Danko-Lab / BayesPrism

A Fully Bayesian Inference of Tumor Microenvironment composition and gene expression
142 stars 45 forks source link

Question and suggestion for running with large bulk sample set #92

Open FGOSeal opened 1 month ago

FGOSeal commented 1 month ago

Dear developers: First of all, thank you for developing this great algorithms, it really helped my research. Recently, I'm trying to run BayesPrism with ScRef 115000cells19500genes on bulk 17500samples39000genes using 16029 protein_coding genes. The program ran on a HPC node with 80 cores and 2T RAM through LSF and was killed at about 2/3 time point (about 16 days) considering the 'Estimated time to complete' (about 25 days) in the 'Run Gibbs sampling' part of stdout. I'm not sure if it is the HPC not stable, or the memory is not sufficient. I tested with different bulk sample sizes and watched the information displayed by top program, I think the memory usage of BayesPrism can be divided into 4 stages. Stage-1: Before 'Run Gibbs sampling', when inputing 17500 bulk samples, the max VIRT is about 70G, max RES is about 60G. Stage-2: 'Run Gibbs sampling', when inputing 40/100/17500 bulk samples, there are up to 80 processes, each VIRT about 14G, RES about 3.5G. Stage-3: maybe the 'Run Gibbs sampling using updated reference', when inputing 40/100 bulk samples, there are up to 80 processes, each VIRT about 14G, RES about 1.5G. Stage-4: after all Stage-3 processes disappered, there is a new process.
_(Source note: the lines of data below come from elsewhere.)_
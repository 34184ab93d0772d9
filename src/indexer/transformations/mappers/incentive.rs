use super::account;
use crate::indexer::transformations::messages::ChainMsg;
use crate::indexer::transformations::reconciler::produce_transfers;
use crate::models::errors::MapperError;
use crate::models::logs::LogFormat;
use crate::models::transactions::SubsetEvent;

/// Every incentive claim carries the same fields; only the event type differs.
pub fn claim_reward_to_sub(msg: &ChainMsg, logf: &LogFormat) -> Result<SubsetEvent, MapperError> {
    let (kind, m) = match msg {
        ChainMsg::IncentiveClaimUsdxMintingReward(m) => ("claim_usdx_minting_reward", m),
        ChainMsg::IncentiveClaimHardReward(m) => ("claim_hard_reward", m),
        ChainMsg::IncentiveClaimDelegatorReward(m) => ("claim_delegator_reward", m),
        _ => {
            return Err(MapperError::UnexpectedMessage {
                expected: "incentive claim",
            });
        }
    };

    let mut se = SubsetEvent::new(kind, "incentive")
        .with_node("sender", account("sender", &m.sender)?)
        .with_additional("multiplier_name", m.multiplier_name.as_str());

    produce_transfers(&mut se, "reward", None, logf)?;
    Ok(se)
}

#[cfg(test)]
mod tests {
    use super::*;
    use crate::indexer::transformations::mappers::fixtures::*;
    use crate::models::proto::kava;

    #[test]
    fn test_claim_variants() {
        let claim = kava::MsgClaimReward {
            sender: DELEGATOR.to_string(),
            multiplier_name: "large".to_string(),
        };
        let logf = transfer_log(&[("recipient", DELEGATOR), ("amount", "3000000hard")]);

        let se = claim_reward_to_sub(&ChainMsg::IncentiveClaimHardReward(claim.clone()), &logf)
            .unwrap();
        assert_eq!(se.kind, vec!["claim_hard_reward"]);
        assert_eq!(se.additional["multiplier_name"], vec!["large"]);
        assert_eq!(se.transfers["reward"][0].amounts[0].currency, "hard");

        let se = claim_reward_to_sub(
            &ChainMsg::IncentiveClaimUsdxMintingReward(claim),
            &LogFormat::default(),
        )
        .unwrap();
        assert_eq!(se.kind, vec!["claim_usdx_minting_reward"]);
    }
}
use std::collections::HashMap;
use tracing::debug;

use crate::indexer::rpc::{RpcClient, into_result};
use crate::indexer::transformations::transactions::TransactionTransformer;
use crate::models::common::{Block, HeightRange};
use crate::models::errors::RpcError;
use crate::models::rpc::{ResultTxSearch, RpcResponse};
use crate::models::transactions::Transaction;

/// Tendermint query selecting every transaction in `range`, quoted as the endpoint expects.
pub fn height_query(range: HeightRange) -> String {
    if range.start_height == range.end_height {
        format!("\"tx.height={}\"", range.start_height)
    } else {
        format!(
            "\"tx.height>={} AND tx.height<={}\"",
            range.start_height, range.end_height
        )
    }
}

impl RpcClient {
    pub(crate) async fn fetch_transactions(
        &self,
        range: HeightRange,
        blocks: &HashMap<u64, Block>,
        page: u64,
        per_page: u64,
    ) -> Result<Vec<Transaction>, RpcError> {
        let query = [
            ("query", height_query(range)),
            ("page", page.to_string()),
            ("per_page", per_page.to_string()),
        ];

        let response: RpcResponse<ResultTxSearch> = self
            .transport
            .get_json("/tx_search", "tx_search", &query)
            .await?;
        let result = into_result(response, "/tx_search")?;

        debug!(
            start = range.start_height,
            end = range.end_height,
            page,
            found = result.txs.len(),
            total = %result.total_count,
            "Transactions found"
        );

        Ok(result.transform_transactions(blocks, self.metrics.as_ref()))
    }
}

#[cfg(test)]
mod tests {
    use super::*;

    #[test]
    fn test_height_query() {
        assert_eq!(
            height_query(HeightRange::new(10, 20)),
            "\"tx.height>=10 AND tx.height<=20\""
        );
        assert_eq!(height_query(HeightRange::new(7, 7)), "\"tx.height=7\"");
    }
}
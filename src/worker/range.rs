use futures::future::join_all;
use tokio::sync::{Mutex, mpsc};
use tracing::{debug, error};

use crate::indexer::rpc::Rpc;
use crate::models::common::{BlocksMap, HeightRange};
use crate::models::errors::WorkerError;
use crate::models::tasks::OutResp;

/// Transactions requested per `tx_search` page.
pub const PAGE: u64 = 100;
/// Heights per `/blockchain` request; the node caps this.
pub const BLOCKCHAIN_ENDPOINT_LIMIT: u64 = 20;

/// Starting height for a "latest" sweep, capped at `maximum_heights_to_get` behind the tip.
pub fn get_starting_height(last_height: u64, maximum_heights_to_get: u64, latest: u64) -> u64 {
    if last_height == 0 {
        let last_x = latest.saturating_sub(maximum_heights_to_get);
        if last_x > 0 {
            return last_x;
        }
    }

    if maximum_heights_to_get < latest.saturating_sub(last_height) {
        return latest.saturating_sub(maximum_heights_to_get);
    }

    last_height
}

/// Fetches every block and transaction in `range` and pushes them to `out`.
///
/// Block metadata is gathered first so transactions can be stamped with block time
/// and chain id. Any failing sub-request fails the whole range.
pub async fn get_range<R: Rpc>(
    client: &R,
    range: HeightRange,
    out: &mpsc::Sender<OutResp>,
) -> Result<(), WorkerError> {
    let acc = Mutex::new(BlocksMap::default());

    let batches = range.chunks(BLOCKCHAIN_ENDPOINT_LIMIT);
    debug!(
        start = range.start_height,
        end = range.end_height,
        batches = batches.len(),
        "Getting blocks"
    );

    let errors: Vec<String> = join_all(
        batches
            .into_iter()
            .map(|batch| client.get_blocks_meta(batch, &acc)),
    )
    .await
    .into_iter()
    .filter_map(|r| r.err().map(|e| e.to_string()))
    .collect();

    if !errors.is_empty() {
        return Err(WorkerError::Blocks(errors.join(" , ")));
    }

    let blocks = acc.into_inner();

    let mut heights: Vec<_> = blocks.blocks.keys().copied().collect();
    heights.sort_unstable();
    for height in heights {
        if let Some(block) = blocks.blocks.get(&height) {
            send(out, OutResp::Block(block.clone())).await?;
        }
    }

    if blocks.num_txs == 0 {
        return Ok(());
    }

    let to_be_done = blocks.num_txs.div_ceil(PAGE);
    debug!(all = blocks.num_txs, page = PAGE, to_be_done, "Getting transactions");

    let results = join_all(
        (1..=to_be_done).map(|page| client.search_tx(range, &blocks.blocks, page, PAGE)),
    )
    .await;

    let mut errors = Vec::new();
    for result in results {
        match result {
            Ok(txs) => {
                for tx in txs {
                    send(out, OutResp::Transaction(Box::new(tx))).await?;
                }
            }
            Err(e) => {
                error!(start = range.start_height, end = range.end_height, error = %e, "Getting response from tx_search");
                errors.push(e.to_string());
            }
        }
    }

    if !errors.is_empty() {
        return Err(WorkerError::Search(errors.join(" , ")));
    }
    Ok(())
}

async fn send(out: &mpsc::Sender<OutResp>, item: OutResp) -> Result<(), WorkerError> {
    out.send(item)
        .await
        .map_err(|_| WorkerError::StreamClosed("response channel".to_string()))
}

#[cfg(test)]
mod tests {
    use super::*;

    #[test]
    fn test_starting_height() {
        // Nothing indexed yet: only the last window.
        assert_eq!(get_starting_height(0, 1000, 5000), 4000);
        assert_eq!(get_starting_height(0, 1000, 500), 0);

        // Far behind: jump to the window.
        assert_eq!(get_starting_height(100, 1000, 5000), 4000);

        // Close to the tip: continue from the last height.
        assert_eq!(get_starting_height(4500, 1000, 5000), 4500);

        // Ahead of the node never underflows.
        assert_eq!(get_starting_height(6000, 1000, 5000), 6000);
    }
}
use thiserror::Error;

#[derive(Error, Debug, Clone, PartialEq)]
pub enum AmountError {
    #[error("Empty amount")]
    Empty,
    #[error("Impossible to parse amount '{input}': expected at most one decimal separator")]
    TooManySeparators { input: String },
    #[error("Impossible to parse amount '{input}': not a number")]
    NotNumeric { input: String },
}

#[derive(Error, Debug)]
pub enum MapperError {
    #[error("Not a {expected} type")]
    UnexpectedMessage { expected: &'static str },
    #[error("error converting {field}: '{address}' is not a valid bech32 address")]
    InvalidAddress { field: &'static str, address: String },
    #[error("Error parsing amount: {0}")]
    Amount(#[from] AmountError),
}

#[derive(Error, Debug)]
pub enum AssembleError {
    #[error("Transaction {hash} carries unreadable base64 payload: {source}")]
    Base64 {
        hash: String,
        #[source]
        source: base64::DecodeError,
    },
}

#[derive(Error, Debug)]
pub enum RpcError {
    #[error("HTTP transport error: {0}")]
    Transport(#[from] reqwest::Error),
    #[error("Invalid URL: {0}")]
    InvalidUrl(#[from] url::ParseError),
    #[error("error getting response from server {status} {body}")]
    Status { status: u16, body: String },
    #[error("unable to decode result body: {0}")]
    Decode(#[from] serde_json::Error),
    #[error("Error fetching {endpoint}: {message}")]
    Query { endpoint: &'static str, message: String },
    #[error("Response from {endpoint} carries no result")]
    MissingResult { endpoint: &'static str },
    #[error("Invalid {field} in response: {value}")]
    InvalidField { field: &'static str, value: String },
}

#[derive(Error, Debug)]
pub enum WorkerError {
    #[error("cannot unmarshal payload: {0}")]
    Payload(#[from] serde_json::Error),
    #[error("end height is zero")]
    EndHeightZero,
    #[error("Errors Getting Blocks: - {0}")]
    Blocks(String),
    #[error("Errors Searching Transactions: - {0}")]
    Search(String),
    #[error(transparent)]
    Rpc(#[from] RpcError),
    #[error("stream {0} is closed")]
    StreamClosed(String),
}
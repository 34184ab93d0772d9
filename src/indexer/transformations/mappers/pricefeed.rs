use super::account;
use crate::indexer::transformations::amounts::dec_amount;
use crate::indexer::transformations::messages::ChainMsg;
use crate::models::errors::MapperError;
use crate::models::logs::LogFormat;
use crate::models::transactions::SubsetEvent;

pub fn post_price_to_sub(msg: &ChainMsg, _logf: &LogFormat) -> Result<SubsetEvent, MapperError> {
    let ChainMsg::PricefeedPostPrice(m) = msg else {
        return Err(MapperError::UnexpectedMessage {
            expected: "post_price",
        });
    };

    let mut se = SubsetEvent::new("post_price", "pricefeed")
        .with_node("from", account("from", &m.from)?)
        .with_additional("market_id", m.market_id.as_str());

    if !m.price.is_empty() {
        let mut value = dec_amount(&m.price)?;
        value.currency = m.market_id.clone();
        se.amount.insert("value".to_string(), value);
    }
    if let Some(expiry) = m.expiry.as_ref().and_then(|t| t.to_datetime()) {
        se = se.with_additional("expiry", expiry.to_rfc3339());
    }

    Ok(se)
}
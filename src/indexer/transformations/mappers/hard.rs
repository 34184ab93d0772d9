use super::{account, insert_indexed_coins};
use crate::indexer::transformations::messages::ChainMsg;
use crate::indexer::transformations::reconciler::produce_transfers;
use crate::models::errors::MapperError;
use crate::models::logs::LogFormat;
use crate::models::proto::kava::MsgHardDeposit;
use crate::models::transactions::SubsetEvent;

fn deposit_like(kind: &str, m: &MsgHardDeposit, logf: &LogFormat) -> Result<SubsetEvent, MapperError> {
    let mut se = SubsetEvent::new(kind, "hard")
        .with_node("depositor", account("depositor", &m.depositor)?);
    insert_indexed_coins(&mut se, None, &m.amount)?;

    produce_transfers(&mut se, "send", None, logf)?;
    Ok(se)
}

pub fn deposit_to_sub(msg: &ChainMsg, logf: &LogFormat) -> Result<SubsetEvent, MapperError> {
    match msg {
        ChainMsg::HardDeposit(m) => deposit_like("hard_deposit", m, logf),
        _ => Err(MapperError::UnexpectedMessage {
            expected: "hard_deposit",
        }),
    }
}

pub fn withdraw_to_sub(msg: &ChainMsg, logf: &LogFormat) -> Result<SubsetEvent, MapperError> {
    match msg {
        ChainMsg::HardWithdraw(m) => deposit_like("hard_withdraw", m, logf),
        _ => Err(MapperError::UnexpectedMessage {
            expected: "hard_withdraw",
        }),
    }
}

pub fn borrow_to_sub(msg: &ChainMsg, logf: &LogFormat) -> Result<SubsetEvent, MapperError> {
    let ChainMsg::HardBorrow(m) = msg else {
        return Err(MapperError::UnexpectedMessage {
            expected: "hard_borrow",
        });
    };

    let mut se = SubsetEvent::new("hard_borrow", "hard")
        .with_node("borrower", account("borrower", &m.borrower)?);
    insert_indexed_coins(&mut se, None, &m.amount)?;

    produce_transfers(&mut se, "send", None, logf)?;
    Ok(se)
}

pub fn repay_to_sub(msg: &ChainMsg, logf: &LogFormat) -> Result<SubsetEvent, MapperError> {
    let ChainMsg::HardRepay(m) = msg else {
        return Err(MapperError::UnexpectedMessage {
            expected: "hard_repay",
        });
    };

    let mut se = SubsetEvent::new("hard_repay", "hard")
        .with_node("sender", account("sender", &m.sender)?)
        .with_node("owner", account("owner", &m.owner)?);
    insert_indexed_coins(&mut se, None, &m.amount)?;

    produce_transfers(&mut se, "send", None, logf)?;
    Ok(se)
}

pub fn liquidate_to_sub(msg: &ChainMsg, logf: &LogFormat) -> Result<SubsetEvent, MapperError> {
    let ChainMsg::HardLiquidate(m) = msg else {
        return Err(MapperError::UnexpectedMessage {
            expected: "hard_liquidate",
        });
    };

    let mut se = SubsetEvent::new("hard_liquidate", "hard")
        .with_node("keeper", account("keeper", &m.keeper)?)
        .with_node("borrower", account("borrower", &m.borrower)?);

    produce_transfers(&mut se, "send", None, logf)?;
    Ok(se)
}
When inputing 40 bulk samples, it use about RES=48GB=1.2G40. When inputing 100 bulk samples, it use about RES=120GB=1.2G100. Inputing 40/100/200 samples run are all finished successfully. Now I'm inputing all bulk samples again. So my first question is, does the Stage-4 RES really=1.2GN_bulk and the running with 17500 samples will definitely fail when reaching stage-4 ? If so, I will stop my current calculation. I tried calculate the first 100 samples or the first 200 samples in 2 run. The results of the same sample are not exactly the same. Repeating calculation of the first 100 samples gives exactly the same results. So it is the normalization on the input bulk samples makes the differences between 100-sample-run and 200-sample-run. So my second question is, is it possible for me to split my bulk sample set and run in several batches and get the same/similar results as inputing all bulk sample in one run ? Right now all I can do is subsampling. But it will be good if BayesPrism can better support large sample set. Finally, if the Stage-4 RES=1.2GN_bulk is right, maybe you can add a function to estimate the approximate max RAM consumption and warn the user at an early time point.

Best regards Yi-hua Jiang

tinyi commented 1 month ago

Hi Yi-hua,

Sorry for the delayed response.

The memory usage depends on the #of cell types and cell states, #of bulk samples and #of genes. Below are a few suggestions for you to try.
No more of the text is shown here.